There's also a weeding-out process at the schools.
Sometimes potential candidates learn campaigning just isn't for them.
With Arizona's 2008 legislative contests shaping up and candidates stepping forward, party officials say these schools are critical to how local races will play out.
The classes are vital, they say, because those tapped to run for office may have no prior experience in campaigns — and the low-budget life of a local candidate is a far cry from the romanticized images of campaigning imbedded in the minds of film and television viewers.
"A lot of first-time candidates forget to just go out and talk to voters," says Maria Weeg, executive director of the Arizona Democratic Party.
Some, like Saturday's GOP event, last a day. Others, like the Democratic Party's "Emerge" program for women, are more competitive, last for months and even include homework.
That program, which costs $350 and lasts for six months, has graduated 54 women since it was founded in 2004, says Emerge founder Dana Kennedy.
The program is extensive, prepping students on public speaking and winning endorsements, with a particular focus on challenges faced by female politicians.

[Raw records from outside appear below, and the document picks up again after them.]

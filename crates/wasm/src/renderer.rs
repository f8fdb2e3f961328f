//! Draws the panel as nested lists.
//!
//! ```text
//! <ul data-toc-container="0">
//!   <li><a data-toc-index="0">Intro</a></li>
//!   <ul data-toc-container="1"> ... </ul>
//! </ul>
//! ```
//!
//! Expanding a container shows its child lists; collapsing hides them through
//! an inline `scaleY` transform so stylesheets can animate the change.

use crate::error::js_message;
use generatoc_traits::{Binding, PanelRenderer, RenderError};
use generatoc_types::{ContainerId, PanelCommand};
use std::collections::HashMap;
use wasm_bindgen::prelude::*;
use web_sys::{Document, Element, Event, EventTarget, HtmlElement};

const ACTIVE_CLASS: &str = "active";
const EXPANDED_HEIGHT: &str = "200px";

#[derive(Debug)]
pub struct DomRenderer {
    document: Document,
    mount: Element,
    containers: HashMap<ContainerId, HtmlElement>,
    children: HashMap<ContainerId, Vec<ContainerId>>,
    top_level: Vec<ContainerId>,
    leaves: HashMap<usize, Element>,
}

impl DomRenderer {
    pub fn new(document: Document, mount: Element) -> Self {
        Self {
            document,
            mount,
            containers: HashMap::new(),
            children: HashMap::new(),
            top_level: Vec::new(),
            leaves: HashMap::new(),
        }
    }

    pub fn mount(&self) -> &Element {
        &self.mount
    }

    fn create(&self, tag: &str, what: &'static str) -> Result<Element, RenderError> {
        self.document
            .create_element(tag)
            .map_err(|e| RenderError::Create {
                what,
                message: js_message(&e),
            })
    }

    fn container(&self, id: ContainerId) -> Result<&HtmlElement, RenderError> {
        self.containers
            .get(&id)
            .ok_or(RenderError::UnknownContainer(id))
    }

    fn set_children_visible(&self, id: ContainerId, visible: bool) {
        let (transform, height) = if visible {
            ("scaleY(1)", EXPANDED_HEIGHT)
        } else {
            ("scaleY(0)", "0px")
        };
        for child in self.children.get(&id).into_iter().flatten() {
            if let Some(list) = self.containers.get(child) {
                let style = list.style();
                let result = style
                    .set_property("transform", transform)
                    .and_then(|_| style.set_property("max-height", height));
                if let Err(e) = result {
                    log::warn!("Could not style {}: {}", child, js_message(&e));
                }
            }
        }
    }

    fn set_active(&self, index: usize, active: bool) {
        let Some(leaf) = self.leaves.get(&index) else {
            log::warn!("No panel leaf for heading {}", index);
            return;
        };
        let classes = leaf.class_list();
        let result = if active {
            classes.add_1(ACTIVE_CLASS)
        } else {
            classes.remove_1(ACTIVE_CLASS)
        };
        if let Err(e) = result {
            log::warn!("Could not update leaf {}: {}", index, js_message(&e));
        }
    }
}

/// Adds a click listener that stops propagation, so a leaf click does not also
/// count as a click on the lists around it.
fn listen_click(target: EventTarget, handler: Box<dyn FnMut()>) -> Result<Binding, RenderError> {
    let mut handler = handler;
    let closure = Closure::<dyn FnMut(Event)>::new(move |event: Event| {
        event.stop_propagation();
        handler();
    });
    target
        .add_event_listener_with_callback("click", closure.as_ref().unchecked_ref())
        .map_err(|e| RenderError::Bind {
            event: "click",
            message: js_message(&e),
        })?;

    Ok(Binding::new(move || {
        let _ = target.remove_event_listener_with_callback("click", closure.as_ref().unchecked_ref());
    }))
}

impl PanelRenderer for DomRenderer {
    fn create_container(
        &mut self,
        id: ContainerId,
        parent: Option<ContainerId>,
    ) -> Result<(), RenderError> {
        let list = self
            .create("ul", "container")?
            .dyn_into::<HtmlElement>()
            .map_err(|_| RenderError::Create {
                what: "container",
                message: "not an HTML element".to_string(),
            })?;
        list.set_attribute("data-toc-container", &id.get().to_string())
            .map_err(|e| RenderError::Create {
                what: "container",
                message: js_message(&e),
            })?;

        let appended = match parent {
            Some(parent) => self.container(parent)?.append_child(&list),
            None => self.mount.append_child(&list),
        };
        appended.map_err(|e| RenderError::Create {
            what: "container",
            message: js_message(&e),
        })?;

        match parent {
            Some(parent) => self.children.entry(parent).or_default().push(id),
            None => self.top_level.push(id),
        }
        self.containers.insert(id, list);
        Ok(())
    }

    fn create_leaf(
        &mut self,
        container: ContainerId,
        index: usize,
        label: &str,
    ) -> Result<(), RenderError> {
        let to_error = |e: JsValue| RenderError::Create {
            what: "leaf",
            message: js_message(&e),
        };
        let item = self.create("li", "leaf")?;
        item.set_attribute("style", "cursor: pointer;").map_err(to_error)?;
        let anchor = self.create("a", "leaf")?;
        anchor
            .set_attribute("data-toc-index", &index.to_string())
            .map_err(to_error)?;
        anchor.set_text_content(Some(label));
        item.append_child(&anchor).map_err(to_error)?;

        let list = self.container(container)?;
        list.insert_before(&item, list.first_child().as_ref())
            .map_err(to_error)?;
        self.leaves.insert(index, item);
        Ok(())
    }

    fn on_leaf_click(
        &mut self,
        index: usize,
        handler: Box<dyn FnMut()>,
    ) -> Result<Binding, RenderError> {
        let leaf = self
            .leaves
            .get(&index)
            .ok_or(RenderError::UnknownLeaf(index))?;
        listen_click(leaf.clone().into(), handler)
    }

    fn on_container_click(
        &mut self,
        id: ContainerId,
        handler: Box<dyn FnMut()>,
    ) -> Result<Binding, RenderError> {
        let list = self.container(id)?;
        listen_click(list.clone().into(), handler)
    }

    fn apply(&mut self, command: PanelCommand) {
        match command {
            PanelCommand::Expand(id) => self.set_children_visible(id, true),
            PanelCommand::Collapse(id) => self.set_children_visible(id, false),
            PanelCommand::Highlight(index) => self.set_active(index, true),
            PanelCommand::Unhighlight(index) => self.set_active(index, false),
        }
    }

    fn clear(&mut self) {
        for id in self.top_level.drain(..) {
            if let Some(list) = self.containers.get(&id) {
                list.remove();
            }
        }
        self.containers.clear();
        self.children.clear();
        self.leaves.clear();
    }
}
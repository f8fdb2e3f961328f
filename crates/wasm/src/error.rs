//! Error handling for WASM bindings.
//!
//! Options and browser failures surfaced to JavaScript as `Error`s with a `code`.

use thiserror::Error;
use wasm_bindgen::prelude::*;

/// Error codes for TypeScript consumption.
#[wasm_bindgen]
#[derive(Debug, Clone, Copy, PartialEq, Eq)]
pub enum ErrorCode {
    /// Invalid options object
    Config,
    /// Browser API failure
    Host,
}

impl ErrorCode {
    fn as_str(self) -> &'static str {
        match self {
            ErrorCode::Config => "CONFIG_ERROR",
            ErrorCode::Host => "HOST_ERROR",
        }
    }
}

/// A JavaScript-friendly error type.
///
/// Not a `wasm_bindgen` struct: it converts into a real JavaScript `Error`
/// carrying a `code` property instead.
#[derive(Error, Debug, Clone, PartialEq, Eq)]
#[error("{message}")]
pub struct GeneratocError {
    code: ErrorCode,
    message: String,
}

impl GeneratocError {
    pub fn new(code: ErrorCode, message: impl Into<String>) -> Self {
        Self {
            code,
            message: message.into(),
        }
    }

    pub fn config(message: impl Into<String>) -> Self {
        Self::new(ErrorCode::Config, message)
    }

    pub fn host(message: impl Into<String>) -> Self {
        Self::new(ErrorCode::Host, message)
    }

    pub fn code(&self) -> ErrorCode {
        self.code
    }

    pub fn message(&self) -> &str {
        &self.message
    }
}

impl From<serde_wasm_bindgen::Error> for GeneratocError {
    fn from(err: serde_wasm_bindgen::Error) -> Self {
        Self::config(format!("Invalid options: {}", err))
    }
}

impl From<GeneratocError> for JsValue {
    fn from(err: GeneratocError) -> Self {
        let js_error = js_sys::Error::new(&err.message);
        js_sys::Reflect::set(
            &js_error,
            &"code".into(),
            &JsValue::from_str(err.code.as_str()),
        )
        .ok();
        js_error.into()
    }
}

/// Best-effort text of a thrown JavaScript value.
pub(crate) fn js_message(value: &JsValue) -> String {
    if let Some(text) = value.as_string() {
        return text;
    }
    match value.dyn_ref::<js_sys::Error>() {
        Some(error) => String::from(error.message()),
        None => format!("{:?}", value),
    }
}
//! Heading elements located in the page.

use generatoc_traits::{AnchorPosition, HeadingMarker};
use web_sys::Element;

/// A heading element and its scroll anchor.
///
/// The anchor is the first element after the heading (usually the section's
/// first paragraph), or the heading itself when it is the last child.
#[derive(Debug, Clone)]
pub struct DomHeading {
    element: Element,
}

impl DomHeading {
    pub fn new(element: Element) -> Self {
        Self { element }
    }

    pub fn element(&self) -> &Element {
        &self.element
    }

    fn anchor(&self) -> Element {
        self.element
            .next_element_sibling()
            .unwrap_or_else(|| self.element.clone())
    }
}

impl AnchorPosition for DomHeading {
    fn anchor_offset(&self) -> f64 {
        document_offset(&self.anchor())
    }
}

impl HeadingMarker for DomHeading {
    fn tag(&self) -> String {
        self.element.local_name()
    }

    fn label(&self) -> String {
        self.element.text_content().unwrap_or_default()
    }
}

/// Top of `element` relative to the document. Elements that are not rendered report 0.
pub(crate) fn document_offset(element: &Element) -> f64 {
    if element.get_client_rects().length() == 0 {
        return 0.0;
    }
    let top = element.get_bounding_client_rect().top();
    let Some(window) = web_sys::window() else {
        return top;
    };
    let scroll = window.page_y_offset().unwrap_or(0.0);
    let client_top = window
        .document()
        .and_then(|d| d.document_element())
        .map_or(0, |root| root.client_top());
    top + scroll - f64::from(client_top)
}
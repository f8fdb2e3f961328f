//! Heading levels and the tag parser that produces them.
//!
//! A heading marker is identified by a tag of the form `h<number>` (case-insensitive),
//! e.g. `"H2"` or `"h4"`. The number is the nesting level.

use serde::{Deserialize, Serialize};
use std::collections::BTreeSet;
use std::fmt;
use thiserror::Error;

/// Error returned when a heading tag cannot be turned into a level.
#[derive(Error, Debug, Clone, PartialEq, Eq)]
pub enum LevelError {
    #[error("Heading tag '{0}' does not start with 'h'")]
    MissingPrefix(String),

    #[error("Heading tag '{0}' has no valid level number")]
    InvalidNumber(String),

    #[error("Heading tag '{0}' has level 0; levels start at 1")]
    Zero(String),
}

/// Parses the nesting level out of a heading tag.
///
/// Fails fast on anything that is not `h` followed by a positive number.
///
/// ```
/// use generatoc_types::parse_level;
/// assert_eq!(parse_level("H2"), Ok(2));
/// assert_eq!(parse_level("h5"), Ok(5));
/// assert!(parse_level("div").is_err());
/// ```
pub fn parse_level(tag: &str) -> Result<u8, LevelError> {
    let digits = tag
        .strip_prefix('h')
        .or_else(|| tag.strip_prefix('H'))
        .ok_or_else(|| LevelError::MissingPrefix(tag.to_string()))?;

    if digits.is_empty() || !digits.bytes().all(|b| b.is_ascii_digit()) {
        return Err(LevelError::InvalidNumber(tag.to_string()));
    }

    match digits.parse::<u8>() {
        Ok(0) => Err(LevelError::Zero(tag.to_string())),
        Ok(level) => Ok(level),
        Err(_) => Err(LevelError::InvalidNumber(tag.to_string())),
    }
}

/// The set of heading levels an outline is built from.
///
/// Serialized as a list of tags (`["h2", "h3"]`) so configuration files and
/// JavaScript callers can use the same spelling as the document markup.
#[derive(Debug, Clone, PartialEq, Eq, Serialize, Deserialize)]
#[serde(try_from = "Vec<String>", into = "Vec<String>")]
pub struct LevelSet(BTreeSet<u8>);

impl LevelSet {
    /// Creates a level set from plain level numbers. Zero is ignored.
    pub fn new(levels: impl IntoIterator<Item = u8>) -> Self {
        Self(levels.into_iter().filter(|l| *l > 0).collect())
    }

    /// Creates a level set from heading tags such as `"h2"`.
    pub fn from_tags<S: AsRef<str>>(tags: impl IntoIterator<Item = S>) -> Result<Self, LevelError> {
        let levels = tags
            .into_iter()
            .map(|t| parse_level(t.as_ref().trim()))
            .collect::<Result<BTreeSet<_>, _>>()?;
        Ok(Self(levels))
    }

    pub fn contains(&self, level: u8) -> bool {
        self.0.contains(&level)
    }

    /// The shallowest configured level, if any.
    pub fn min(&self) -> Option<u8> {
        self.0.first().copied()
    }

    pub fn is_empty(&self) -> bool {
        self.0.is_empty()
    }

    pub fn iter(&self) -> impl Iterator<Item = u8> + '_ {
        self.0.iter().copied()
    }

    /// Lowercase tag names joined with commas, usable as a CSS selector list.
    pub fn selector(&self) -> String {
        self.iter().map(|l| format!("h{l}")).collect::<Vec<_>>().join(",")
    }
}

impl Default for LevelSet {
    fn default() -> Self {
        Self::new([2, 3, 4, 5])
    }
}

impl TryFrom<Vec<String>> for LevelSet {
    type Error = LevelError;

    fn try_from(tags: Vec<String>) -> Result<Self, Self::Error> {
        Self::from_tags(tags)
    }
}

impl From<LevelSet> for Vec<String> {
    fn from(set: LevelSet) -> Self {
        set.iter().map(|l| format!("h{l}")).collect()
    }
}

impl fmt::Display for LevelSet {
    fn fmt(&self, f: &mut fmt::Formatter<'_>) -> fmt::Result {
        f.write_str(&self.selector())
    }
}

"Women often need to be asked to run," Kennedy says. "Even if they're qualified, they don't think they are."
Though men have well-established political networks in place, Emerge fills a gap Kennedy says exists for women.
"We're trying to start the new girls network — surrounding women with powerful women," she said, a play on "the good old boys network."
The first and only graduate of the school to be elected to the Arizona Legislature is state Rep. Lena Saradnik, D-Tucson, who attended while running for office in District 26 last year.
On taking the class while already running, "I wouldn't recommend that," Saradnik says with a laugh. Take it before you take the plunge, she says.
"I learned I wasted time by focusing on areas that were really not the best use of my time. I learned to focus specifically on voters in my district," she said.
Saradnik, also a graduate of a well-respected women's campaign school at Yale University, says a good program will teach candidates to be true to their own values and stress the importance of governing — not just winning elections.
And those ideas were also highlighted at GOPAC's Tucson event, where sitting in the audience was local Republican blogger Trent Humphries, who hopes to challenge Saradnik in next year's legislative race if he survives a primary.
"Because of divisions in the party, someone needs to bring us together," Humphries says, describing why he's running. But, he points out, "I'm not a politician."
Here, that's no reason to be dismissed.